Lying factor in figures

What is the lying factor in figures?

It is the ratio between the difference of two numbers and the difference of the visualization of those two numbers. For instance:

You have two groups, each group is represented by 4 and 2. The difference between 4 and 2 is 2. Since “a picture is worth a thousand words”, someone decides to represents those groups in a figure (yes, in excel to make it worst):

That figure shows a difference of 4 between the two groups. Since 4 is twice than 2, we have a lying factor of 2.
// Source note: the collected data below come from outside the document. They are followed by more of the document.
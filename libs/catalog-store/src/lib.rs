//! Catalog Store Library
//!
//! Ingestion boundary for the cable-accessory catalog: reads the flat
//! reference CSVs, normalizes their many header spellings onto canonical
//! column names, and builds the immutable `CatalogContext` the core logic
//! runs on. All data cleaning lives here so the model layer stays pure.
//!
//! # Modules
//!
//! - `aliases`: column-name alias table and header normalization
//! - `loader`: per-file CSV readers and the data-directory loader
//! - `error`: typed ingestion errors

pub mod aliases;
pub mod error;
pub mod loader;

// Re-exports for convenience
pub use error::{Result, StoreError};
pub use loader::{CatalogLoader, CABLES_FILE, DEPLOYED_VOLTAGES_KV, PRODUCTS_FILE, TERMINATIONS_FILE};
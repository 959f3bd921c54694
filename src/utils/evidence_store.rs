use std::path::PathBuf;

use async_trait::async_trait;
use reqwest::multipart::{Form, Part};
use thiserror::Error;
use url::Url;

use crate::error::AppError;

#[derive(Debug, Error)]
pub enum UploadError {
    #[error("io error: {0}")]
    Io(#[from] std::io::Error),

    #[error("http error: {0}")]
    Http(#[from] reqwest::Error),

    #[error("invalid endpoint: {0}")]
    Url(#[from] url::ParseError),

    #[error("storage rejected upload ({status}): {body}")]
    Rejected { status: u16, body: String },
}

impl From<UploadError> for AppError {
    fn from(e: UploadError) -> Self {
        AppError::Upload(e.to_string())
    }
}

/// Durable storage for check-in/check-out photos.
#[async_trait]
pub trait EvidenceStore: Send + Sync {
    /// Stores `bytes` under `object_name` and returns the URL it is served at.
    async fn upload(
        &self,
        object_name: &str,
        bytes: Vec<u8>,
        content_type: &str,
    ) -> Result<String, UploadError>;
}

/// Writes evidence below a local directory.
pub struct LocalEvidenceStore {
    root: PathBuf,
    public_url: String,
}

impl LocalEvidenceStore {
    pub fn new(root: impl Into<PathBuf>, public_url: impl Into<String>) -> Self {
        Self {
            root: root.into(),
            public_url: public_url.into().trim_end_matches('/').to_string(),
        }
    }
}

#[async_trait]
impl EvidenceStore for LocalEvidenceStore {
    async fn upload(
        &self,
        object_name: &str,
        bytes: Vec<u8>,
        _content_type: &str,
    ) -> Result<String, UploadError> {
        let path = self.root.join(object_name);
        if let Some(parent) = path.parent() {
            tokio::fs::create_dir_all(parent).await?;
        }
        tokio::fs::write(&path, bytes).await?;

        tracing::debug!(path = %path.display(), "Evidence stored locally");
        Ok(format!("{}/{}", self.public_url, object_name))
    }
}

/// Uploads evidence to an object-storage bucket over HTTP
/// (`POST {endpoint}/storage/v1/object/{bucket}/{name}`, multipart body).
pub struct HttpEvidenceStore {
    http_client: reqwest::Client,
    endpoint: String,
    bucket: String,
    api_key: String,
}

impl HttpEvidenceStore {
    pub fn new(
        endpoint: impl Into<String>,
        bucket: impl Into<String>,
        api_key: impl Into<String>,
        http_client: reqwest::Client,
    ) -> Self {
        Self {
            http_client,
            endpoint: endpoint.into().trim_end_matches('/').to_string(),
            bucket: bucket.into(),
            api_key: api_key.into(),
        }
    }

    pub fn public_url(&self, object_name: &str) -> String {
        format!(
            "{}/storage/v1/object/public/{}/{}",
            self.endpoint, self.bucket, object_name
        )
    }
}

#[async_trait]
impl EvidenceStore for HttpEvidenceStore {
    async fn upload(
        &self,
        object_name: &str,
        bytes: Vec<u8>,
        content_type: &str,
    ) -> Result<String, UploadError> {
        let mut url = Url::parse(&self.endpoint)?;
        url.set_path(&format!("/storage/v1/object/{}/{}", self.bucket, object_name));

        let file_name = object_name
            .rsplit('/')
            .next()
            .unwrap_or(object_name)
            .to_string();
        let part = Part::bytes(bytes)
            .file_name(file_name)
            .mime_str(content_type)?;
        let form = Form::new().part("file", part);

        let response = self
            .http_client
            .post(url)
            .header("apikey", &self.api_key)
            .header("Authorization", format!("Bearer {}", &self.api_key))
            .multipart(form)
            .send()
            .await?;

        let status = response.status();
        if !status.is_success() {
            let body = response.text().await.unwrap_or_default();
            return Err(UploadError::Rejected {
                status: status.as_u16(),
                body,
            });
        }

        Ok(self.public_url(object_name))
    }
}
use chrono::{NaiveDate, NaiveDateTime};
use serde::{Deserialize, Serialize};
use strum::EnumString;
use utoipa::ToSchema;

use crate::error::StoreError;

/// Lifecycle of a day's attendance session.
#[derive(Debug, Clone, Copy, PartialEq, Eq, Serialize, Deserialize, EnumString, ToSchema)]
#[serde(rename_all = "snake_case")]
#[strum(serialize_all = "snake_case")]
pub enum SessionStatus {
    Idle,
    Active,
    Completed,
    AutoStopped,
}

impl SessionStatus {
    pub fn as_str(&self) -> &'static str {
        match self {
            SessionStatus::Idle => "idle",
            SessionStatus::Active => "active",
            SessionStatus::Completed => "completed",
            SessionStatus::AutoStopped => "auto_stopped",
        }
    }
}

/// Qualitative verdict for a day.
///
/// Stored records only ever carry `Present` or `Absent`; the other variants
/// are produced when a day is resolved without a record (see
/// `service::attendance::resolve_day_status`).
#[derive(Debug, Clone, Copy, PartialEq, Eq, Serialize, Deserialize, EnumString, ToSchema)]
#[serde(rename_all = "snake_case")]
#[strum(serialize_all = "snake_case")]
pub enum FinalStatus {
    Present,
    Absent,
    HalfDay,
    Leave,
    Holiday,
    Weekend,
}

impl FinalStatus {
    pub fn as_str(&self) -> &'static str {
        match self {
            FinalStatus::Present => "present",
            FinalStatus::Absent => "absent",
            FinalStatus::HalfDay => "half_day",
            FinalStatus::Leave => "leave",
            FinalStatus::Holiday => "holiday",
            FinalStatus::Weekend => "weekend",
        }
    }
}

#[derive(Debug, Clone, PartialEq, Serialize, Deserialize, ToSchema)]
#[schema(example = json!({
    "id": 1,
    "employee_id": 1000,
    "day": "2024-03-11",
    "check_in_at": "2024-03-11T09:30:00",
    "check_out_at": "2024-03-11T18:02:00",
    "session_status": "completed",
    "final_status": "present",
    "worked_minutes": 512,
    "check_in_evidence_url": "/evidence/attendance/1000/2024-03-11/check-in-1b4e.jpg",
    "check_out_evidence_url": "/evidence/attendance/1000/2024-03-11/check-out-77ac.jpg",
    "check_in_location": "23.7806,90.4070",
    "check_out_location": "23.7806,90.4070",
    "check_in_source": "mobile",
    "check_out_source": "mobile"
}))]
pub struct AttendanceRecord {
    pub id: u64,
    pub employee_id: u64,
    #[schema(value_type = String, format = "date")]
    pub day: NaiveDate,
    #[schema(value_type = Option<String>, format = "date-time")]
    pub check_in_at: Option<NaiveDateTime>,
    #[schema(value_type = Option<String>, format = "date-time")]
    pub check_out_at: Option<NaiveDateTime>,
    pub session_status: SessionStatus,
    pub final_status: FinalStatus,
    pub worked_minutes: i64,
    pub check_in_evidence_url: Option<String>,
    pub check_out_evidence_url: Option<String>,
    pub check_in_location: Option<String>,
    pub check_out_location: Option<String>,
    pub check_in_source: Option<String>,
    pub check_out_source: Option<String>,
}

impl AttendanceRecord {
    /// Checked in, not yet checked out (by the employee or by auto-stop).
    pub fn is_open(&self) -> bool {
        self.check_in_at.is_some() && self.check_out_at.is_none()
    }

    pub fn needs_check_out_evidence(&self) -> bool {
        self.check_out_at.is_some() && self.check_out_evidence_url.is_none()
    }
}

/// Values written when a record is created by a check-in.
#[derive(Debug, Clone)]
pub struct NewCheckIn {
    pub employee_id: u64,
    pub day: NaiveDate,
    pub check_in_at: NaiveDateTime,
    pub evidence_url: String,
    pub location: Option<String>,
    pub source: Option<String>,
}

/// Values written when an open session is closed, by a real checkout or a
/// synthesized one.
#[derive(Debug, Clone, PartialEq)]
pub struct SessionClose {
    pub check_out_at: NaiveDateTime,
    pub worked_minutes: i64,
    pub final_status: FinalStatus,
    pub session_status: SessionStatus,
    pub evidence_url: Option<String>,
    pub location: Option<String>,
    pub source: Option<String>,
}

/// Raw `attendance` row; enums are kept as their stored strings.
#[derive(Debug, sqlx::FromRow)]
pub struct AttendanceRow {
    pub id: u64,
    pub employee_id: u64,
    pub day: NaiveDate,
    pub check_in_at: Option<NaiveDateTime>,
    pub check_out_at: Option<NaiveDateTime>,
    pub session_status: String,
    pub final_status: String,
    pub worked_minutes: i64,
    pub check_in_evidence_url: Option<String>,
    pub check_out_evidence_url: Option<String>,
    pub check_in_location: Option<String>,
    pub check_out_location: Option<String>,
    pub check_in_source: Option<String>,
    pub check_out_source: Option<String>,
}

impl TryFrom<AttendanceRow> for AttendanceRecord {
    type Error = StoreError;

    fn try_from(row: AttendanceRow) -> Result<Self, Self::Error> {
        let session_status = row
            .session_status
            .parse::<SessionStatus>()
            .map_err(|_| StoreError::Corrupt(format!("session_status '{}'", row.session_status)))?;
        let final_status = row
            .final_status
            .parse::<FinalStatus>()
            .map_err(|_| StoreError::Corrupt(format!("final_status '{}'", row.final_status)))?;

        Ok(AttendanceRecord {
            id: row.id,
            employee_id: row.employee_id,
            day: row.day,
            check_in_at: row.check_in_at,
            check_out_at: row.check_out_at,
            session_status,
            final_status,
            worked_minutes: row.worked_minutes,
            check_in_evidence_url: row.check_in_evidence_url,
            check_out_evidence_url: row.check_out_evidence_url,
            check_in_location: row.check_in_location,
            check_out_location: row.check_out_location,
            check_in_source: row.check_in_source,
            check_out_source: row.check_out_source,
        })
    }
}

#[cfg(test)]
mod tests {
    use super::*;

    fn row(session_status: &str, final_status: &str) -> AttendanceRow {
        let day = NaiveDate::from_ymd_opt(2024, 3, 11).unwrap();
        AttendanceRow {
            id: 7,
            employee_id: 1000,
            day,
            check_in_at: day.and_hms_opt(9, 30, 0),
            check_out_at: None,
            session_status: session_status.to_string(),
            final_status: final_status.to_string(),
            worked_minutes: 0,
            check_in_evidence_url: Some("u".into()),
            check_out_evidence_url: None,
            check_in_location: None,
            check_out_location: None,
            check_in_source: None,
            check_out_source: None,
        }
    }

    #[test]
    fn statuses_use_snake_case_storage_names() {
        assert_eq!(SessionStatus::AutoStopped.as_str(), "auto_stopped");
        assert_eq!(FinalStatus::HalfDay.as_str(), "half_day");
        for status in [FinalStatus::Present, FinalStatus::HalfDay, FinalStatus::Weekend] {
            assert_eq!(status.as_str().parse::<FinalStatus>().unwrap(), status);
        }
        assert_eq!(
            serde_json::to_value(SessionStatus::AutoStopped).unwrap(),
            serde_json::json!("auto_stopped")
        );
    }

    #[test]
    fn row_converts_into_record() {
        let record = AttendanceRecord::try_from(row("active", "absent")).unwrap();
        assert_eq!(record.session_status, SessionStatus::Active);
        assert_eq!(record.final_status, FinalStatus::Absent);
        assert!(record.is_open());
        assert!(!record.needs_check_out_evidence());
    }

    #[test]
    fn unknown_status_is_reported_as_corrupt() {
        let err = AttendanceRecord::try_from(row("paused", "absent")).unwrap_err();
        assert!(matches!(err, StoreError::Corrupt(_)));
    }
}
Probably you think that this is not happening anywhere, it is ridiculous. It is, but probably you will find one of these cases in the news every day.

Moreover, this is happening in science as well. For instance a (Nature) paper which explains how authors are improving a method that analyzes NGS data.

They visualised a matrix correlation of the data using one method or another (b or c).

![Screen Shot 2013-08-05 at 12.15.55 PM]({{ site.url }}/assets/screen-shot-2013-08-05-at-12-15-55-pm.png)

If you only read colours, you won’t see much difference, but there is. The problem was to use a different colour scale to show the same type of data. Probably they were produced separately, so the command to produce those figures (probably an R function) had to guess the scale by its own, resulting that 0.89 is equal to 0.75 .

I leave my post here, and may say: take some time to think about it.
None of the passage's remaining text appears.